Description of the task:
When a line in the data below includes "Uuid", pick it out and copy it.

Listed entries:
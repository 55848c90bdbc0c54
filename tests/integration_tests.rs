use serde_json::{Value, json};
use uuid::Uuid;

mod storage;
mod unit;

const BASE_URL: &str = "http://127.0.0.1:8000";

struct Session {
    client: reqwest::Client,
    token: String,
}

impl Session {
    async fn register_and_login(client: &reqwest::Client) -> Self {
        let suffix = &Uuid::new_v4().simple().to_string()[..8];
        let username = format!("user_{}", suffix);
        let email = format!("{}@example.com", username);

        let response = client
            .post(format!("{}/auth/register", BASE_URL))
            .json(&json!({
                "username": username,
                "email": email,
                "first_name": "Test",
                "last_name": "User",
                "password": "Sprint2024!",
                "confirm_password": "Sprint2024!"
            }))
            .send()
            .await
            .expect("register request");
        assert_eq!(response.status(), 201);

        let body: Value = client
            .post(format!("{}/auth/login", BASE_URL))
            .json(&json!({ "email": email, "password": "Sprint2024!" }))
            .send()
            .await
            .expect("login request")
            .json()
            .await
            .expect("login body");

        Self {
            client: client.clone(),
            token: body["data"]["access_token"]
                .as_str()
                .expect("access token")
                .to_string(),
        }
    }

    async fn post(&self, path: &str, body: Value) -> (u16, Value) {
        let response = self
            .client
            .post(format!("{}{}", BASE_URL, path))
            .bearer_auth(&self.token)
            .json(&body)
            .send()
            .await
            .expect("request");
        let status = response.status().as_u16();
        (status, response.json().await.unwrap_or(Value::Null))
    }

    async fn get(&self, path: &str) -> (u16, Value) {
        let response = self
            .client
            .get(format!("{}{}", BASE_URL, path))
            .bearer_auth(&self.token)
            .send()
            .await
            .expect("request");
        let status = response.status().as_u16();
        (status, response.json().await.unwrap_or(Value::Null))
    }
}

fn id(body: &Value) -> String {
    body["data"]["id"].as_str().expect("id in response").to_string()
}

#[tokio::test]
#[ignore = "requires running server"]
async fn protected_routes_require_a_token() {
    let response = reqwest::get(format!("{}/teams", BASE_URL))
        .await
        .expect("request");
    assert_eq!(response.status(), 401);
}

#[tokio::test]
#[ignore = "requires running server"]
async fn full_hierarchy_flow_with_outsider() {
    let client = reqwest::Client::new();
    let owner = Session::register_and_login(&client).await;
    let outsider = Session::register_and_login(&client).await;

    let (status, team) = owner
        .post(
            "/teams",
            json!({ "name": format!("team-{}", Uuid::new_v4().simple()) }),
        )
        .await;
    assert_eq!(status, 201);

    let (status, workspace) = owner
        .post("/workspaces", json!({ "team_id": id(&team), "title": "Roadmap" }))
        .await;
    assert_eq!(status, 201);

    let now = chrono::Utc::now();
    let (status, project) = owner
        .post(
            "/projects",
            json!({
                "workspace_id": id(&workspace),
                "title": "Checkout",
                "ended_at": now + chrono::Duration::days(60),
                "deadline": now + chrono::Duration::days(45)
            }),
        )
        .await;
    assert_eq!(status, 201);

    let (status, sprint) = owner
        .post(
            "/sprints",
            json!({ "project_id": id(&project), "ended_at": now + chrono::Duration::days(14) }),
        )
        .await;
    assert_eq!(status, 201);

    let (status, task) = owner
        .post(
            "/tasks",
            json!({ "sprint_id": id(&sprint), "title": "Payment form" }),
        )
        .await;
    assert_eq!(status, 201);
    assert_eq!(task["data"]["status"], "ToDo");

    let (status, _) = outsider.get(&format!("/tasks/{}", id(&task))).await;
    assert_eq!(status, 403);

    let (status, _) = outsider
        .post("/workspaces", json!({ "team_id": id(&team), "title": "Intruder" }))
        .await;
    assert_eq!(status, 403);

    let (status, body) = owner
        .post("/sprints", json!({ "project_id": id(&project) }))
        .await;
    assert_eq!(status, 400);
    assert_eq!(body["success"], false);

    let (status, work_time) = owner
        .post("/work-times", json!({ "task_id": id(&task) }))
        .await;
    assert_eq!(status, 201);

    let complete = format!("/work-times/{}/complete", id(&work_time));
    let (status, body) = owner
        .post(&complete, json!({ "ended_at": "not-a-timestamp" }))
        .await;
    assert_eq!(status, 400);
    assert_eq!(body["errors"][0]["field"], "ended_at");
    let (status, _) = owner.post(&complete, json!({})).await;
    assert_eq!(status, 200);

    let (status, _) = outsider
        .post(
            "/sprints",
            json!({ "project_id": id(&project), "ended_at": now + chrono::Duration::days(7) }),
        )
        .await;
    assert_eq!(status, 403);

    let (status, tasks) = owner
        .get(&format!("/sprints/{}/tasks?status=ToDo", id(&sprint)))
        .await;
    assert_eq!(status, 200);
    assert_eq!(tasks["meta"]["total_count"], 1);
}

Written solution:
use uuid::Uuid;
        let suffix = &Uuid::new_v4().simple().to_string()[..8];
            json!({ "name": format!("team-{}", Uuid::new_v4().simple()) }),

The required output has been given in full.